Je ne connais Gilles Boyer, conseiller d’Alain Juppé, que de nom. En revanche je connais nettement mieux Edouard Philippe, maire du Havre : il fut pendant 2 ans directeur général d’un grand parti politique… au moment même où j’y étais permanente. Hum, un livre se déroulant dans les coulisses du monde politique et écrit par mon ancien patron, réputé pour être particulièrement exigeant et ne pas faire de concessions inutiles… Je devais absolument trouver ce bouquin au plus vite. Un clic et un colissimo plus tard, ce petit bijou était là, prêt à se faire dévorer.
Dans l’ombre. D’un politique bien sûr. Du Patron. Le narrateur est un apparatchik. Le premier des conseillers. Celui avec lequel le Patron aime confronter ses idées, son double, celui qui ne le quitte jamais. Son ombre, évidemment. Ce chef d’orchestre qui encadre le Premier Cercle. Cet homme de l’ombre inconnu au grand public, craint du monde politique, indispensable à tout prétendant aux plus hautes fonctions : « Dans mon monde, les politiques et les apparatchiks vivent ensemble. Ni les uns ni les autres ne peuvent survivre seuls. Tous ceux qui se trompent sur la partie du monde à laquelle ils appartiennent sont des désastres vivants ». Défile instantanément dans ma tête la liste de ceux qui correspondent à la dernière partie de la phrase.
Dans l’ombre se veut un roman noir, et narre avec brio l’enquête politico-policière menée par le Narrateur pour découvrir qui a truqué la primaire remportée de justesse par le Patron. La rumeur, ce terrible poison qui en vient à générer les pires soupçons dans ce monde où tout est possible.
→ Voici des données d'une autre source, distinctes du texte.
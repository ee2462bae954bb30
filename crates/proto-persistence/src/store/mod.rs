//! Durable key-value bucket behind the composition library.

mod file;
mod memory;

pub use file::FileStore;
pub use memory::MemoryStore;

use serde_json::Value;

use crate::error::Result;

/// One logical bucket of JSON values keyed by string.
///
/// Each call is a complete request: a successful `put` or `delete` is
/// durable by the time it returns.
pub trait KeyValueStore {
    fn put(&mut self, key: &str, value: Value) -> Result<()>;

    fn get(&self, key: &str) -> Result<Option<Value>>;

    /// Returns whether the key was present.
    fn delete(&mut self, key: &str) -> Result<bool>;

    fn list_all(&self) -> Result<Vec<Value>>;
}

impl<S: KeyValueStore + ?Sized> KeyValueStore for &mut S {
    fn put(&mut self, key: &str, value: Value) -> Result<()> {
        (**self).put(key, value)
    }

    fn get(&self, key: &str) -> Result<Option<Value>> {
        (**self).get(key)
    }

    fn delete(&mut self, key: &str) -> Result<bool> {
        (**self).delete(key)
    }

    fn list_all(&self) -> Result<Vec<Value>> {
        (**self).list_all()
    }
}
Jusqu’à la question fatidique : et si c’était le Patron ? A qui faire confiance ? Si l’intrigue se tient et est brillamment écrite, tenant le lecteur en haleine jusqu’à son terme, le véritable talent des auteurs est ailleurs. La grande réussite de ce livre se trouve dans sa peinture de l’univers politique. Dans ce portrait féroce mais terriblement juste qu’il livre de ce théâtre où chacun a sa place, son rôle, ou du moins le croit… « Dans mon monde, on trouve beaucoup de gens qui sont là pour des raisons qui n’ont pas grand-chose à voir avec leur talent politique : des femmes parce qu’il en faut, des veules parce qu’il y en a, des flatteurs parce qu’ils ne représentent rien, en politique, c’est souvent moins dangereux que quelque chose. »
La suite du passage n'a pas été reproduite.